St Andrew Catford.
The Building of the Church
Ask ninety-nine people out of a hundred where St Andrew's Church Catford is and they will point you to the building in Torridon Road, London SE6..
You an I know that this is only partly the right answer. For St Andrew's Church Catford is also the correct description of you and me here this morning.
It would also be a correct description of two or three of us gathered together in some other place to be about the Lord's business.
It would be true even if the church building had for some reason to be closed and we had to worship in the church hall.
The word "Church" means at least two things then. There is the popular use, meaning "the church building" or the place where the Church habitually meets.
Secondly it means the people who are the Church: and of these two meaning the second is the more important because it is eternal.
It will last for ever. when heaven and earth have passed away and - believe it or not - there is no more church building to be called St Andrew's in Road; indeed there may be even no Torridon Road to speak of - you and I will still be recognized by the fact that we once worshipped the living Lord there together. We shall have "St Andrew's Catford stamped upon us rather in the way that countries we visit are stamped upon our passports.
But although this second meaning - the people rather than the building - is the more important meaning, it doesn't mean that the building does not matter. And since today is the feast of the Dedication of your building I am going to show just why the building does matter.
It matters first of all because it is something which has been handed on to you to look after - a family heirloom if you like. And this fact implies a degree of trust between you and the people who built it.
Now you can regret that it's too large or too small or too dark or too cold or 101 other things; the fact is that it was their present to you made in good faith. And your commitment to this present which they gave you is a measure of your commitment to the Communion of Saints to which we like them belong.
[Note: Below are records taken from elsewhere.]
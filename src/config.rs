use crate::error::{IngestError, Result};
use crate::monitoring::MonitorSettings;
use serde::Deserialize;
use std::fs;
use std::path::{Path, PathBuf};
use std::time::Duration;
use tracing::info;

pub const DEFAULT_CONFIG_PATH: &str = "config.toml";

#[derive(Debug, Clone, Default, Deserialize, PartialEq)]
#[serde(default)]
pub struct Config {
    pub import: ImportConfig,
    pub store: StoreConfig,
    pub sources: SourcesConfig,
    pub geocoder: GeocoderConfig,
    pub monitoring: MonitoringConfig,
}

#[derive(Debug, Clone, Deserialize, PartialEq)]
#[serde(default)]
pub struct ImportConfig {
    pub adapter_timeout_secs: u64,
    /// 1 runs adapters one after another.
    pub max_concurrent_adapters: usize,
}

impl Default for ImportConfig {
    fn default() -> Self {
        Self {
            adapter_timeout_secs: 10,
            max_concurrent_adapters: 1,
        }
    }
}

impl ImportConfig {
    pub fn adapter_timeout(&self) -> Duration {
        Duration::from_secs(self.adapter_timeout_secs)
    }
}

#[derive(Debug, Clone, Deserialize, PartialEq)]
#[serde(default)]
pub struct StoreConfig {
    pub sqlite_path: PathBuf,
}

impl Default for StoreConfig {
    fn default() -> Self {
        Self {
            sqlite_path: PathBuf::from("data/events.db"),
        }
    }
}

#[derive(Debug, Clone, Deserialize, PartialEq)]
#[serde(default)]
pub struct SourcesConfig {
    pub registry_dir: PathBuf,
}

impl Default for SourcesConfig {
    fn default() -> Self {
        Self {
            registry_dir: PathBuf::from("registry/sources"),
        }
    }
}

#[derive(Debug, Clone, Deserialize, PartialEq)]
#[serde(default)]
pub struct GeocoderConfig {
    pub enabled: bool,
    pub base_url: String,
    pub user_agent: String,
    pub min_delay_ms: u64,
    pub cache_capacity: usize,
    pub timeout_secs: u64,
}

impl Default for GeocoderConfig {
    fn default() -> Self {
        Self {
            enabled: false,
            base_url: "https://nominatim.openstreetmap.org".to_string(),
            user_agent: concat!("event_ingest/", env!("CARGO_PKG_VERSION")).to_string(),
            min_delay_ms: 1000,
            cache_capacity: 1000,
            timeout_secs: 10,
        }
    }
}

#[derive(Debug, Clone, Deserialize, PartialEq)]
#[serde(default)]
pub struct MonitoringConfig {
    pub alert_threshold: usize,
    pub history_length: usize,
    pub alert_cooldown_hours: i64,
}

impl Default for MonitoringConfig {
    fn default() -> Self {
        Self {
            alert_threshold: 3,
            history_length: 10,
            alert_cooldown_hours: 24,
        }
    }
}

impl MonitoringConfig {
    pub fn settings(&self) -> MonitorSettings {
        MonitorSettings {
            alert_threshold: self.alert_threshold,
            history_length: self.history_length,
            alert_cooldown: chrono::Duration::hours(self.alert_cooldown_hours),
        }
    }
}

impl Config {
    /// Loads `.env`, then the file named by `INGEST_CONFIG` (default
    /// `config.toml`), then applies environment overrides.
    pub fn load() -> Result<Self> {
        dotenv::dotenv().ok();
        let path = std::env::var("INGEST_CONFIG").unwrap_or_else(|_| DEFAULT_CONFIG_PATH.to_string());
        let mut config = Self::load_from(&path)?;
        config.apply_env_overrides();
        Ok(config)
    }

    /// A missing file yields the defaults; an unreadable or invalid one is an error.
    pub fn load_from<P: AsRef<Path>>(path: P) -> Result<Self> {
        let path = path.as_ref();
        if !path.exists() {
            info!("No config file at {}, using defaults", path.display());
            return Ok(Self::default());
        }
        let content = fs::read_to_string(path).map_err(|e| {
            IngestError::Config(format!("Failed to read config file '{}': {}", path.display(), e))
        })?;
        let config: Config = toml::from_str(&content)?;
        config.validate()?;
        Ok(config)
    }

    fn apply_env_overrides(&mut self) {
        if let Ok(db_path) = std::env::var("INGEST_DB_PATH") {
            if !db_path.trim().is_empty() {
                self.store.sqlite_path = PathBuf::from(db_path);
            }
        }
    }

    fn validate(&self) -> Result<()> {
        if self.import.max_concurrent_adapters == 0 {
            return Err(IngestError::Config(
                "import.max_concurrent_adapters must be at least 1".to_string(),
            ));
        }
        if self.import.adapter_timeout_secs == 0 {
            return Err(IngestError::Config(
                "import.adapter_timeout_secs must be at least 1".to_string(),
            ));
        }
        Ok(())
    }
}

#[cfg(test)]
mod tests {
    use super::*;
    use tempfile::tempdir;

    #[test]
    fn test_missing_file_uses_defaults() {
        let config = Config::load_from("/nonexistent/config.toml").unwrap();
        assert_eq!(config, Config::default());
        assert_eq!(config.import.adapter_timeout(), Duration::from_secs(10));
        assert!(!config.geocoder.enabled);
    }

    #[test]
    fn test_partial_file_keeps_other_defaults() {
        let dir = tempdir().unwrap();
        let path = dir.path().join("config.toml");
        std::fs::write(
            &path,
            r#"
            [import]
            max_concurrent_adapters = 4

            [monitoring]
            alert_threshold = 5
            "#,
        )
        .unwrap();

        let config = Config::load_from(&path).unwrap();
        assert_eq!(config.import.max_concurrent_adapters, 4);
        assert_eq!(config.import.adapter_timeout_secs, 10);
        assert_eq!(config.monitoring.settings().alert_threshold, 5);
        assert_eq!(config.store.sqlite_path, PathBuf::from("data/events.db"));
    }

    #[test]
    fn test_zero_concurrency_rejected() {
        let dir = tempdir().unwrap();
        let path = dir.path().join("config.toml");
        std::fs::write(&path, "[import]\nmax_concurrent_adapters = 0\n").unwrap();
        assert!(matches!(Config::load_from(&path), Err(IngestError::Config(_))));
    }
}
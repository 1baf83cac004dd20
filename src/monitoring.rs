use crate::metrics::ADAPTER_ALERTS_TOTAL;
use chrono::{DateTime, Duration as ChronoDuration, Utc};
use metrics::counter;
use serde::Serialize;
use std::collections::{BTreeMap, VecDeque};
use std::sync::{Mutex, MutexGuard};
use std::time::Duration;
use tracing::{debug, info, warn};

#[derive(Debug, Clone, Copy)]
pub struct MonitorSettings {
    pub alert_threshold: usize,
    pub history_length: usize,
    pub alert_cooldown: ChronoDuration,
}

impl Default for MonitorSettings {
    fn default() -> Self {
        Self {
            alert_threshold: 3,
            history_length: 10,
            alert_cooldown: ChronoDuration::hours(24),
        }
    }
}

/// One adapter invocation.
#[derive(Debug, Clone, Serialize)]
pub struct AdapterRun {
    pub at: DateTime<Utc>,
    pub event_count: usize,
    pub duration_ms: u64,
    pub error: Option<String>,
}

impl AdapterRun {
    /// Zero candidates counts as a failure too: a scraper that silently
    /// finds nothing is usually broken.
    pub fn succeeded(&self) -> bool {
        self.error.is_none() && self.event_count > 0
    }
}

#[derive(Debug, Clone, PartialEq, Serialize)]
pub struct AdapterAlert {
    pub adapter: String,
    pub consecutive_failures: usize,
    pub at: DateTime<Utc>,
}

#[derive(Debug, Clone, Serialize)]
pub struct AdapterHealth {
    pub adapter: String,
    pub consecutive_failures: usize,
    pub last_alerted: Option<DateTime<Utc>>,
    pub runs: Vec<AdapterRun>,
}

#[derive(Debug, Default)]
struct History {
    runs: VecDeque<AdapterRun>,
    last_alerted: Option<DateTime<Utc>>,
}

impl History {
    fn consecutive_failures(&self) -> usize {
        self.runs.iter().rev().take_while(|run| !run.succeeded()).count()
    }
}

/// Per-adapter run history with consecutive-failure alerting.
/// One instance is shared by every city import in the process.
#[derive(Debug, Default)]
pub struct AdapterHealthMonitor {
    settings: MonitorSettings,
    histories: Mutex<BTreeMap<String, History>>,
}

impl AdapterHealthMonitor {
    pub fn new(settings: MonitorSettings) -> Self {
        Self {
            settings,
            histories: Mutex::new(BTreeMap::new()),
        }
    }

    pub fn record(
        &self,
        adapter: &str,
        event_count: usize,
        duration: Duration,
        error: Option<String>,
    ) -> Option<AdapterAlert> {
        self.record_at(adapter, event_count, duration, error, Utc::now())
    }

    pub fn record_at(
        &self,
        adapter: &str,
        event_count: usize,
        duration: Duration,
        error: Option<String>,
        at: DateTime<Utc>,
    ) -> Option<AdapterAlert> {
        let duration_ms = duration.as_millis() as u64;
        match &error {
            // The orchestrator already warns about the failure itself
            Some(e) => debug!("Adapter [{}] FAILED: {} events in {}ms - {}", adapter, event_count, duration_ms, e),
            None if event_count == 0 => warn!("Adapter [{}] NO EVENTS: 0 events in {}ms", adapter, duration_ms),
            None => info!("Adapter [{}] SUCCESS: {} events in {}ms", adapter, event_count, duration_ms),
        }

        let mut histories = self.lock();
        let history = histories.entry(adapter.to_string()).or_default();
        history.runs.push_back(AdapterRun {
            at,
            event_count,
            duration_ms,
            error,
        });
        while history.runs.len() > self.settings.history_length.max(1) {
            history.runs.pop_front();
        }

        let failures = history.consecutive_failures();
        if failures < self.settings.alert_threshold.max(1) {
            return None;
        }
        let cooled_down = history
            .last_alerted
            .map_or(true, |last| at - last >= self.settings.alert_cooldown);
        if !cooled_down {
            return None;
        }

        history.last_alerted = Some(at);
        counter!(ADAPTER_ALERTS_TOTAL, "adapter" => adapter.to_string()).increment(1);
        warn!(
            "⚠️ Adapter alert: {} has failed {} consecutive times; check the adapter and its source",
            adapter, failures
        );
        Some(AdapterAlert {
            adapter: adapter.to_string(),
            consecutive_failures: failures,
            at,
        })
    }

    pub fn snapshot(&self) -> Vec<AdapterHealth> {
        self.lock()
            .iter()
            .map(|(adapter, history)| AdapterHealth {
                adapter: adapter.clone(),
                consecutive_failures: history.consecutive_failures(),
                last_alerted: history.last_alerted,
                runs: history.runs.iter().cloned().collect(),
            })
            .collect()
    }

    fn lock(&self) -> MutexGuard<'_, BTreeMap<String, History>> {
        // History is advisory; a poisoned lock still holds usable data
        self.histories.lock().unwrap_or_else(|poisoned| poisoned.into_inner())
    }
}
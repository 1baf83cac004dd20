//! Free-text date normalization.
//!
//! Every path either produces a date the text actually states or `None`.
//! There is no fallback: an unparseable, truncated or placeholder value maps
//! to "date unknown", never to today or a sentinel.

use crate::constants::{month_index, DATE_PLACEHOLDERS};
use crate::types::EventDate;
use chrono::{DateTime, Datelike, Local, NaiveDate, NaiveDateTime, NaiveTime};
use once_cell::sync::Lazy;
use regex::{Captures, Regex};

const ORDINAL: &str = r"(?:st|nd|rd|th)?";

/// "Dec 19 - 21, 2025", "December 28 - January 3, 2026"
static RANGE_WITH_YEAR: Lazy<Regex> = Lazy::new(|| {
    Regex::new(&format!(
        r"(?i)\b([a-z]+)\.?\s+(\d{{1,2}}){o}\s*(?:-|–|—|to|through)\s*(?:([a-z]+)\.?\s+)?(\d{{1,2}}){o},?\s+(\d{{4}})\b",
        o = ORDINAL
    ))
    .expect("valid range regex")
});

/// "December 19th, 2025", "Dec. 19 2025"
static MONTH_DAY_YEAR: Lazy<Regex> = Lazy::new(|| {
    Regex::new(&format!(
        r"(?i)\b([a-z]+)\.?\s+(\d{{1,2}}){o},?\s+(\d{{4}})\b",
        o = ORDINAL
    ))
    .expect("valid month-day-year regex")
});

/// "19 December 2025", "19th of Dec, 2025"
static DAY_MONTH_YEAR: Lazy<Regex> = Lazy::new(|| {
    Regex::new(&format!(
        r"(?i)\b(\d{{1,2}}){o}\s+(?:of\s+)?([a-z]+)\.?,?\s+(\d{{4}})\b",
        o = ORDINAL
    ))
    .expect("valid day-month-year regex")
});

/// "Dec 19", "December 19th"
static MONTH_DAY: Lazy<Regex> = Lazy::new(|| {
    Regex::new(&format!(r"(?i)\b([a-z]+)\.?\s+(\d{{1,2}}){o}\b", o = ORDINAL))
        .expect("valid month-day regex")
});

static CLOCK_MERIDIEM: Lazy<Regex> = Lazy::new(|| {
    Regex::new(r"(?i)\b(\d{1,2})(?::(\d{2}))?\s*([ap])\.?\s?m\b\.?").expect("valid clock regex")
});

static CLOCK_24H: Lazy<Regex> =
    Lazy::new(|| Regex::new(r"\b([01]?\d|2[0-3]):([0-5]\d)\b").expect("valid 24h clock regex"));

/// Converts free text into a canonical date relative to a fixed "today".
#[derive(Debug, Clone, Copy)]
pub struct DateNormalizer {
    today: NaiveDate,
}

impl DateNormalizer {
    pub fn new(today: NaiveDate) -> Self {
        Self { today }
    }

    pub fn for_today() -> Self {
        Self::new(Local::now().date_naive())
    }

    pub fn today(&self) -> NaiveDate {
        self.today
    }

    pub fn normalize(&self, text: &str) -> Option<EventDate> {
        let text = text.split_whitespace().collect::<Vec<_>>().join(" ");
        if text.is_empty() || is_placeholder(&text) || is_truncated(&text) {
            return None;
        }

        let parsed = parse_iso(&text)
            .or_else(|| self.parse_range(&text))
            .or_else(|| self.parse_month_day_year(&text))
            .or_else(|| self.parse_day_month_year(&text))
            .or_else(|| self.parse_month_day(&text))?;

        self.is_plausible(&parsed).then_some(parsed)
    }

    /// Years outside [current - 1, current + 2] are treated as transcription noise.
    fn is_plausible(&self, date: &EventDate) -> bool {
        let year = date.day().year();
        let current = self.today.year();
        (current - 1..=current + 2).contains(&year)
    }

    fn parse_range(&self, text: &str) -> Option<EventDate> {
        RANGE_WITH_YEAR.captures_iter(text).find_map(|caps| {
            let start_month = month_index(&caps[1])?;
            let end_month = match caps.get(3) {
                Some(m) => month_index(m.as_str())?,
                None => start_month,
            };
            let day = caps[2].parse::<u32>().ok()?;
            let mut year = caps[5].parse::<i32>().ok()?;
            // "Dec 28 - Jan 3, 2026" starts in the previous year
            if start_month > end_month {
                year -= 1;
            }
            with_time(ymd(year, start_month, day)?, text, &caps)
        })
    }

    fn parse_month_day_year(&self, text: &str) -> Option<EventDate> {
        MONTH_DAY_YEAR.captures_iter(text).find_map(|caps| {
            let month = month_index(&caps[1])?;
            let day = caps[2].parse::<u32>().ok()?;
            let year = caps[3].parse::<i32>().ok()?;
            with_time(ymd(year, month, day)?, text, &caps)
        })
    }

    fn parse_day_month_year(&self, text: &str) -> Option<EventDate> {
        DAY_MONTH_YEAR.captures_iter(text).find_map(|caps| {
            let day = caps[1].parse::<u32>().ok()?;
            let month = month_index(&caps[2])?;
            let year = caps[3].parse::<i32>().ok()?;
            with_time(ymd(year, month, day)?, text, &caps)
        })
    }

    /// Month and day without a year: the nearest occurrence on or after today.
    fn parse_month_day(&self, text: &str) -> Option<EventDate> {
        MONTH_DAY.captures_iter(text).find_map(|caps| {
            let month = month_index(&caps[1])?;
            let day = caps[2].parse::<u32>().ok()?;

            // "Dec 19, 20" is a cut-off year, not a yearless date; "Dec 19 8pm" is a time
            let whole = caps.get(0)?;
            let rest = text[whole.end()..].trim_start_matches(|c: char| c == ',' || c.is_whitespace());
            if rest.starts_with(|c: char| c.is_ascii_digit()) && !starts_with_clock(rest) {
                return None;
            }

            let year = self.today.year();
            let date = match ymd(year, month, day) {
                Some(d) if d >= self.today => d,
                _ => ymd(year + 1, month, day)?,
            };
            with_time(date, text, &caps)
        })
    }
}

/// Normalizes against the local calendar date.
pub fn normalize_date(text: &str) -> Option<EventDate> {
    DateNormalizer::for_today().normalize(text)
}

fn is_placeholder(text: &str) -> bool {
    let lower = text
        .trim_end_matches(|c: char| c == '.' || c == '!' || c == ':')
        .to_lowercase();
    DATE_PLACEHOLDERS.contains(&lower.as_str())
}

fn is_truncated(text: &str) -> bool {
    text.contains("...") || text.contains('…')
}

/// ISO 8601 / RFC 3339 in the forms producers and older stores use.
/// Offsets are dropped; the wall-clock date and time are kept as stated.
pub(crate) fn parse_iso(text: &str) -> Option<EventDate> {
    if let Ok(dt) = DateTime::parse_from_rfc3339(text) {
        return Some(EventDate::DateTime(dt.naive_local()));
    }
    for format in ["%Y-%m-%dT%H:%M:%S%.f", "%Y-%m-%dT%H:%M", "%Y-%m-%d %H:%M:%S", "%Y-%m-%d %H:%M"] {
        if let Ok(dt) = NaiveDateTime::parse_from_str(text, format) {
            return Some(EventDate::DateTime(dt));
        }
    }
    NaiveDate::parse_from_str(text, "%Y-%m-%d")
        .ok()
        .map(EventDate::Day)
}

/// Builds a date from a zero-based month; rejects impossible days.
fn ymd(year: i32, month0: usize, day: u32) -> Option<NaiveDate> {
    NaiveDate::from_ymd_opt(year, month0 as u32 + 1, day)
}

/// Attaches a clock time found outside the matched date span, if any.
fn with_time(date: NaiveDate, text: &str, caps: &Captures<'_>) -> Option<EventDate> {
    let span = caps.get(0)?;
    let outside = format!("{} {}", &text[..span.start()], &text[span.end()..]);
    Some(match extract_time(&outside) {
        Some(time) => EventDate::DateTime(date.and_time(time)),
        None => EventDate::Day(date),
    })
}

fn starts_with_clock(text: &str) -> bool {
    [&*CLOCK_MERIDIEM, &*CLOCK_24H]
        .iter()
        .any(|re| re.find(text).is_some_and(|m| m.start() == 0))
}

fn extract_time(text: &str) -> Option<NaiveTime> {
    if let Some(caps) = CLOCK_MERIDIEM.captures(text) {
        let hour = caps[1].parse::<u32>().ok()?;
        let minute = caps.get(2).map_or(Some(0), |m| m.as_str().parse::<u32>().ok())?;
        if hour == 0 || hour > 12 {
            return None;
        }
        let pm = caps[3].eq_ignore_ascii_case("p");
        let hour24 = match (hour, pm) {
            (12, false) => 0,
            (12, true) => 12,
            (h, true) => h + 12,
            (h, false) => h,
        };
        return NaiveTime::from_hms_opt(hour24, minute, 0);
    }
    let caps = CLOCK_24H.captures(text)?;
    NaiveTime::from_hms_opt(caps[1].parse().ok()?, caps[2].parse().ok()?, 0)
}
use super::{CommitSummary, EventStore};
use crate::constants::ADMIN_SOURCE;
use crate::error::{IngestError, Result};
use crate::types::{City, StoredEvent};
use async_trait::async_trait;
use rusqlite::{params, Connection};
use std::path::Path;
use std::sync::{Mutex, MutexGuard};
use tracing::{debug, info, warn};
use uuid::Uuid;

/// SQLite-backed event store.
///
/// Each row keeps the full event document as JSON next to the columns used
/// for filtering. A city replace first stages the new batch under a batch id,
/// then promotes it in one transaction.
pub struct SqliteEventStore {
    conn: Mutex<Connection>,
}

impl SqliteEventStore {
    pub fn open<P: AsRef<Path>>(db_path: P) -> Result<Self> {
        let db_path = db_path.as_ref();
        if let Some(parent) = db_path.parent() {
            if !parent.as_os_str().is_empty() {
                std::fs::create_dir_all(parent)?;
            }
        }
        let conn = Connection::open(db_path)?;
        conn.execute_batch("PRAGMA journal_mode=WAL;")?;
        let store = Self::init(conn)?;
        info!("📦 Opened event store at {}", db_path.display());
        Ok(store)
    }

    pub fn open_in_memory() -> Result<Self> {
        Self::init(Connection::open_in_memory()?)
    }

    fn init(conn: Connection) -> Result<Self> {
        conn.execute_batch(
            r#"
            CREATE TABLE IF NOT EXISTS events (
                row_id    INTEGER PRIMARY KEY AUTOINCREMENT,
                id        TEXT,
                city      TEXT NOT NULL,
                source    TEXT NOT NULL,
                title     TEXT NOT NULL CHECK (length(trim(title)) > 0),
                date      TEXT,
                document  TEXT NOT NULL
            );
            CREATE INDEX IF NOT EXISTS idx_events_city ON events(city);
            CREATE INDEX IF NOT EXISTS idx_events_id ON events(id);
            CREATE TABLE IF NOT EXISTS events_staging (
                row_id    INTEGER PRIMARY KEY AUTOINCREMENT,
                batch_id  TEXT NOT NULL,
                id        TEXT,
                city      TEXT NOT NULL,
                source    TEXT NOT NULL,
                title     TEXT NOT NULL CHECK (length(trim(title)) > 0),
                date      TEXT,
                document  TEXT NOT NULL
            );
            DELETE FROM events_staging;
            "#,
        )?;
        Ok(Self {
            conn: Mutex::new(conn),
        })
    }

    /// Direct insert, used for admin-curated and seeded records.
    pub fn insert(&self, event: &StoredEvent) -> Result<()> {
        let conn = self.lock()?;
        conn.execute(
            "INSERT INTO events (id, city, source, title, date, document) VALUES (?1, ?2, ?3, ?4, ?5, ?6)",
            params![
                event.id,
                event.city().name(),
                event.source,
                event.title,
                event.date,
                serde_json::to_string(event)?
            ],
        )?;
        Ok(())
    }

    fn lock(&self) -> Result<MutexGuard<'_, Connection>> {
        self.conn.lock().map_err(|_| IngestError::Database {
            message: "event store connection lock poisoned".to_string(),
        })
    }

    fn query_documents(&self, sql: &str, param: Option<&str>) -> Result<Vec<StoredEvent>> {
        let conn = self.lock()?;
        let mut stmt = conn.prepare(sql)?;
        let documents: Vec<String> = match param {
            Some(p) => stmt
                .query_map(params![p], |row| row.get::<_, String>(0))?
                .collect::<std::result::Result<_, _>>()?,
            None => stmt
                .query_map([], |row| row.get::<_, String>(0))?
                .collect::<std::result::Result<_, _>>()?,
        };
        documents
            .iter()
            .map(|doc| serde_json::from_str(doc).map_err(IngestError::from))
            .collect()
    }

    fn replace_city_blocking(&self, city: City, batch: &[StoredEvent]) -> Result<CommitSummary> {
        let batch_id = Uuid::new_v4().to_string();
        let mut conn = self.lock()?;

        // Stage: nothing visible changes if this fails
        {
            let tx = conn.transaction()?;
            {
                let mut stmt = tx.prepare(
                    "INSERT INTO events_staging (batch_id, id, city, source, title, date, document)
                     VALUES (?1, ?2, ?3, ?4, ?5, ?6, ?7)",
                )?;
                for event in batch {
                    stmt.execute(params![
                        batch_id,
                        event.id,
                        city.name(),
                        event.source,
                        event.title,
                        event.date,
                        serde_json::to_string(event)?
                    ])?;
                }
            }
            tx.commit()?;
        }

        // Swap
        let swapped = (|| -> Result<CommitSummary> {
            let tx = conn.transaction()?;
            let removed = tx.execute(
                "DELETE FROM events WHERE city = ?1 AND source != ?2",
                params![city.name(), ADMIN_SOURCE],
            )?;
            let inserted = tx.execute(
                "INSERT INTO events (id, city, source, title, date, document)
                 SELECT id, city, source, title, date, document FROM events_staging
                 WHERE batch_id = ?1 ORDER BY row_id",
                params![batch_id],
            )?;
            tx.execute("DELETE FROM events_staging WHERE batch_id = ?1", params![batch_id])?;
            tx.commit()?;
            Ok(CommitSummary { removed, inserted })
        })();

        if swapped.is_err() {
            if let Err(e) = conn.execute("DELETE FROM events_staging WHERE batch_id = ?1", params![batch_id]) {
                warn!(batch_id = %batch_id, "Failed to clear staged batch: {}", e);
            }
        }
        swapped
    }
}

#[async_trait]
impl EventStore for SqliteEventStore {
    async fn events_for_city(&self, city: City) -> Result<Vec<StoredEvent>> {
        self.query_documents(
            "SELECT document FROM events WHERE city = ?1 ORDER BY row_id",
            Some(city.name()),
        )
    }

    async fn replace_city(&self, city: City, batch: Vec<StoredEvent>) -> Result<CommitSummary> {
        let summary = self.replace_city_blocking(city, &batch).map_err(|e| {
            warn!(city = %city, "City replace rolled back: {}", e);
            e
        })?;
        debug!(city = %city, removed = summary.removed, inserted = summary.inserted, "Replaced city events");
        Ok(summary)
    }

    async fn get_event_by_id(&self, id: &str) -> Result<Option<StoredEvent>> {
        Ok(self
            .query_documents(
                "SELECT document FROM events WHERE id = ?1 ORDER BY row_id LIMIT 1",
                Some(id),
            )?
            .into_iter()
            .next())
    }

    async fn all_events(&self) -> Result<Vec<StoredEvent>> {
        self.query_documents("SELECT document FROM events ORDER BY row_id", None)
    }
}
If we neglect our inheritance, or despise it, the odds are that we don't think very highly of the givers either.
Secondly the building matters because it is a parable in itself, a parable used both by Jesus and St Paul, to describe our faith.
We can learn quite a lot about what believing means by studying how a building comes into existence.
Every building begins with an idea in someone's mind. And if that someone is an architect it will soon take the form of a drawn plan or blueprint. This is equally true of the building which God is currently working on, which includes not only St Andrew's as a Church but you and me as individuals.
It needs to be said at once that such a plan is not the same thing as the building itself. A plan is all neat and tidy, a series of lines and measurements on a piece of paper which, unless we are trained as architects, is likely to look pretty confusing if not actually rather boring. It needs to be explained before we can get any idea from it what the final result is going to look like. Better still of course if the architects if the architect decides to build a scale model.
Well in God's case he has already supplied us with the model. In our Lord Jesus Christ we have the model for what we are intended to become; and in the saints we have examples of finished buildings of God's creation.
But there is a lot of work which needs to be done before the first stone is even laid..
Firstly, the site has to be cleared, and secondly foundations have got to be laid..
Now both these processes, site-clearing and foundation-laying, are pretty messy, and from the view of the observer, not usually very interesting. Yet we all know, don't we, that unless both these things are properly done it will only lead to trouble sooner or later. Bad foundations, or a site which contains hidden tree-roots is going to lead to a bad building resulting.
Next, materials have got to be gathered, and the success of the building is going to depend upon whether these materials are sound, or merely cheap rubbish.
Both Jesus and St Paul warned us about trying to build a house of faith without proper foundations or of bad materials. At first it may not seem to matter very much. But when trouble comes in the form of storms, or fire or lightning, the house of faith that has been properly built will respond very differently from the one which has not. The latter will collapse, as the saying goes, like a house of cards.
Then it is to be noticed how bricks and stones are laid in a building. If you look at the walls of this building you will notice that the bricks are laid across each other. That arrange ment is called "bond" and is infinitely stronger than if the bricks were laid in straight vertical rows.
If you look very carefully you will see that each set of bricks makes a cross; and that should serve to remind us that the cross is the strongest symbol in the Christian life. And it also goes to show that the bricks in a building must relate to each other if they are to hold together.
Always remember that there is no such thing as "solitary Chris tianity". Being built together, as living stones, is what God intends us to be. Together we can, by his grace, achieve what none of us on his own could do.
There is much more that might be said about this building. I hope that is enough to enable you to see that this building, whose dedication we celebrate today, is a parable of what God is creating out of you and me.
Just as no building ever built itself, nor yet even maintained itself in proper repair, the only way of keeping it sound and standing is to let it be worked on continuously. We too need God to work on us continuously if we are to be his upstanding Church.
If we do this however we shall find that the end result of what God manages to achieve with us is infinitely more glorious than anything we could have believed possible.